What "instantaneous/painless" deaths are not instantaneous/painless?

Rather like this (safe for work, unless you are emotionally attached to Barbie dolls).

In Olden Dayes in India apparently they used to execute people by having an elephant crush the guy’s head with a foot. Person puts head on stump, elephant puts foot on head and bears down on command. A bit like Gallagher & watermelons.

I have no idea how quickly the elephant developed skull-crushing force. I’d bet a second at least, but not 10. Once the skull cracks, the collapse to flat would be small fractions of a second. Then when the major part of your brain is extruded between the elephant’s toes & the rest splattered on the spectators, I guaran-damn-tee it doesn’t hurt a bit.

The elephants were also trained to give quick or slow deaths, upon command. If you really pissed off the Raja, the order was given to Squish… Slowly… And mush up and tear off the limbs first… brr

Sequential thread titles!

How horrible was it to be killed by Mount St. Helens?

What “instantaneous/painless” deaths are not instantaneous/painless?

I always wondered: When you read about those horrific car or plane crashes, with little grey blobs of the passengers’ brains splattered all about, is it not possible that some of those little blobs can, internally and within themselves, still sense pain? Even if there is no “consciousness” or “awareness” in any normal meaning of those words?

Another generally quick way to die, of controversial gruesomeness: Getting dragged into a wood-chipper. You get chipped alive, but it only takes … what? … one second at the most? Is it “fast and merciful” if it is simply that fast? (Let’s presume you go in head-first.) See also, above question about disembodied brain blobs.

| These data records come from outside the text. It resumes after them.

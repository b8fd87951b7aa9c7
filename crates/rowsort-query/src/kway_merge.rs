//! K-way merge of sorted chunks.
//!
//! Open chunk iterators sit in a fixed-size slot array. Each step scans
//! the heads of all open slots, emits the smallest, and advances that
//! slot. A slot whose iterator runs dry is marked exhausted, which drops
//! (and thereby releases) its chunk right away; exhausted slots are
//! skipped by every later scan.

use std::cmp::Ordering;
use std::sync::Arc;

use rowsort_storage::chunk::ChunkRows;
use rowsort_types::error::{Result, SortError};
use rowsort_types::row::Row;

use crate::comparator::RowComparator;

enum MergeSlot {
    Open { head: Row, rows: ChunkRows },
    Exhausted,
}

impl MergeSlot {
    /// Pull the first row of `rows`; an empty chunk is exhausted at once.
    fn open(mut rows: ChunkRows) -> Result<Self> {
        match rows.next() {
            Some(head) => Ok(MergeSlot::Open { head: head?, rows }),
            None => Ok(MergeSlot::Exhausted),
        }
    }

    fn head(&self) -> Option<&Row> {
        match self {
            MergeSlot::Open { head, .. } => Some(head),
            MergeSlot::Exhausted => None,
        }
    }
}

/// Index of the smallest candidate, `None` if every candidate is absent.
///
/// Absent candidates compare greater than any row, so they are never
/// chosen while a present one remains. Ties go to the lowest index, which
/// keeps rows of earlier chunks ahead of equal rows of later chunks.
pub fn select_min<'r>(
    candidates: impl IntoIterator<Item = Option<&'r Row>>,
    comparator: &RowComparator,
) -> Option<usize> {
    let mut best: Option<(usize, &Row)> = None;
    for (i, candidate) in candidates.into_iter().enumerate() {
        let Some(row) = candidate else {
            continue;
        };
        match best {
            Some((_, b)) if comparator.compare_nullable(Some(row), Some(b)) != Ordering::Less => {}
            _ => best = Some((i, row)),
        }
    }
    best.map(|(i, _)| i)
}

/// Merges sorted chunks into one sorted row sequence.
pub struct KWayMerge {
    slots: Vec<MergeSlot>,
    comparator: Arc<RowComparator>,
    open: usize,
    /// Read error raised while advancing a slot, yielded after that slot's head.
    failed: Option<SortError>,
}

impl KWayMerge {
    pub fn new(chunks: Vec<ChunkRows>, comparator: Arc<RowComparator>) -> Result<Self> {
        let mut slots = Vec::with_capacity(chunks.len());
        for rows in chunks {
            slots.push(MergeSlot::open(rows)?);
        }
        let open = slots.iter().filter(|s| s.head().is_some()).count();
        Ok(KWayMerge {
            slots,
            comparator,
            open,
            failed: None,
        })
    }

    /// Number of slots that still hold rows.
    pub fn open_slots(&self) -> usize {
        self.open
    }

    fn pop_min(&mut self) -> Option<Result<Row>> {
        let idx = select_min(self.slots.iter().map(MergeSlot::head), &self.comparator)?;

        let slot = std::mem::replace(&mut self.slots[idx], MergeSlot::Exhausted);
        let MergeSlot::Open { head, mut rows } = slot else {
            return None;
        };
        match rows.next() {
            Some(Ok(next)) => {
                self.slots[idx] = MergeSlot::Open { head: next, rows };
            }
            Some(Err(e)) => {
                // The merged order is broken from here on: release every
                // chunk and end the merge after this error.
                self.slots.iter_mut().for_each(|slot| *slot = MergeSlot::Exhausted);
                self.open = 0;
                self.failed = Some(e);
            }
            // `rows` is dropped here: the chunk is released once, on exhaustion.
            None => self.open -= 1,
        }
        Some(Ok(head))
    }
}

impl Iterator for KWayMerge {
    type Item = Result<Row>;

    fn next(&mut self) -> Option<Self::Item> {
        if let Some(e) = self.failed.take() {
            return Some(Err(e));
        }
        if self.open == 0 {
            return None;
        }
        self.pop_min()
    }
}

#[cfg(test)]
mod tests {
    use super::*;
    use rowsort_storage::chunk::Chunk;
    use rowsort_storage::chunk_store::ChunkStore;
    use rowsort_types::data_cell::{DataCell, DataType};
    use rowsort_types::table_spec::TableSpec;

    fn comparator(ascending: bool) -> Arc<RowComparator> {
        let spec = TableSpec::from_pairs(&[("v", DataType::Integer)]).unwrap();
        Arc::new(RowComparator::for_columns(&spec, &["v"], &[ascending], false).unwrap())
    }

    fn row(key: &str, v: i64) -> Row {
        Row::new(key, vec![DataCell::Integer(v)])
    }

    fn values(rows: &[Row]) -> Vec<i64> {
        rows.iter()
            .map(|r| match r.cell(0) {
                DataCell::Integer(v) => *v,
                other => panic!("unexpected cell {:?}", other),
            })
            .collect()
    }

    #[test]
    fn test_select_min_skips_absent() {
        let cmp = comparator(true);
        let a = row("a", 5);
        let b = row("b", 3);
        assert_eq!(select_min([None, Some(&a), None, Some(&b)], &cmp), Some(3));
        assert_eq!(select_min([None, None], &cmp), None);
        assert_eq!(select_min(Vec::<Option<&Row>>::new(), &cmp), None);
        // Ties resolve to the lower index.
        let c = row("c", 3);
        assert_eq!(select_min([Some(&a), Some(&b), Some(&c)], &cmp), Some(1));
    }

    #[test]
    fn test_merge_memory_chunks() {
        let chunks = vec![
            Chunk::Memory(vec![row("a", 1), row("b", 4), row("c", 9)]),
            Chunk::Memory(vec![]),
            Chunk::Memory(vec![row("d", 2), row("e", 3)]),
            Chunk::Memory(vec![row("f", 8)]),
        ];
        let rows: Vec<ChunkRows> = chunks.into_iter().map(|c| c.into_rows().unwrap()).collect();
        let merge = KWayMerge::new(rows, comparator(true)).unwrap();
        assert_eq!(merge.open_slots(), 3);
        let out: Vec<Row> = merge.collect::<Result<_>>().unwrap();
        assert_eq!(values(&out), vec![1, 2, 3, 4, 8, 9]);
    }

    #[test]
    fn test_merge_descending() {
        let chunks = vec![
            Chunk::Memory(vec![row("a", 9), row("b", 1)]),
            Chunk::Memory(vec![row("c", 5), row("d", 4)]),
        ];
        let rows: Vec<ChunkRows> = chunks.into_iter().map(|c| c.into_rows().unwrap()).collect();
        let out: Vec<Row> = KWayMerge::new(rows, comparator(false))
            .unwrap()
            .collect::<Result<_>>()
            .unwrap();
        assert_eq!(values(&out), vec![9, 5, 4, 1]);
    }

    #[test]
    fn test_exhausted_disk_chunk_released_before_merge_ends() {
        let store = ChunkStore::new(2).unwrap();
        let mut short = vec![row("a", 1)];
        let mut long = vec![row("b", 2), row("c", 3), row("d", 4)];
        let short = store.write_chunk(&mut short).unwrap();
        let long = store.write_chunk(&mut long).unwrap();

        let count_files = || std::fs::read_dir(store.path()).unwrap().count();
        assert_eq!(count_files(), 2);

        let rows = vec![short.into_rows().unwrap(), long.into_rows().unwrap()];
        let mut merge = KWayMerge::new(rows, comparator(true)).unwrap();
        assert_eq!(values(&[merge.next().unwrap().unwrap()]), vec![1]);
        assert_eq!(count_files(), 1);
        assert_eq!(merge.open_slots(), 1);

        let rest: Vec<Row> = merge.by_ref().collect::<Result<_>>().unwrap();
        assert_eq!(values(&rest), vec![2, 3, 4]);
        assert_eq!(count_files(), 0);
        assert!(merge.next().is_none());
    }

    #[test]
    fn test_equal_rows_keep_chunk_order() {
        let chunks = vec![
            Chunk::Memory(vec![row("first", 1)]),
            Chunk::Memory(vec![row("second", 1)]),
        ];
        let rows: Vec<ChunkRows> = chunks.into_iter().map(|c| c.into_rows().unwrap()).collect();
        let out: Vec<Row> = KWayMerge::new(rows, comparator(true))
            .unwrap()
            .collect::<Result<_>>()
            .unwrap();
        assert_eq!(out[0].key().as_str(), "first");
        assert_eq!(out[1].key().as_str(), "second");
    }

    #[test]
    fn test_read_error_ends_merge() {
        let store = ChunkStore::new(1).unwrap();
        let mut broken = vec![row("a", 1), row("b", 5), row("c", 6)];
        let mut intact = vec![row("d", 2), row("e", 3), row("f", 4)];
        let broken = store.write_chunk(&mut broken).unwrap();
        let intact = store.write_chunk(&mut intact).unwrap();

        // Cut the broken chunk inside its second block.
        let path = match &broken {
            Chunk::Disk(disk) => disk.path().to_path_buf(),
            Chunk::Memory(_) => panic!("expected a disk chunk"),
        };
        let first_block = {
            let mut buf = Vec::new();
            rowsort_storage::block::write_block(&mut buf, &[row("a", 1)]).unwrap();
            buf.len() as u64
        };
        let file = std::fs::OpenOptions::new().write(true).open(&path).unwrap();
        file.set_len(first_block + 3).unwrap();

        let rows = vec![broken.into_rows().unwrap(), intact.into_rows().unwrap()];
        let mut merge = KWayMerge::new(rows, comparator(true)).unwrap();
        // The row read before the failure is still delivered.
        assert_eq!(values(&[merge.next().unwrap().unwrap()]), vec![1]);
        assert_eq!(merge.open_slots(), 0);
        assert_eq!(std::fs::read_dir(store.path()).unwrap().count(), 0);
        assert!(merge.next().unwrap().is_err());
        assert!(merge.next().is_none());
    }
}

For a longer-lasting horror, be the father who gets to watch your kid get wood-chipped. (Yeah, that happened.)

  • raises hand *

I, for one, have posted that, having been told it by a physician following a friend’s suicide. Maybe he was lying to spare my feelings. But certainly, huge, huge adrenalin rushes alters your subjective sense of anything.

In the Mt. St. Helen’s thread I ventured some data on pain nerve conduction speeds.

And what do you get?

To feel pain you have to have functioning nerves. A third-degree burn is often painless (though surrounding the deep burn will usually be lighter, second-degree burns which are extremely painful).

With lava, even the air metres above is hot enough to roast flesh in seconds, so by the time you’re actually touching the lava your nerves are toasted and you wouldn’t feel anything.

That said…the pain signals sent while you were moving through the superheated air might just arrive at that point. So I’d say…it’s complicated, it depends on how you fall in. If you’re falling quickly then I’d say you’re toasted before any pain signals can make it to the brain.

No 1 Kentucky would take even more muscle and blood and skin and bones.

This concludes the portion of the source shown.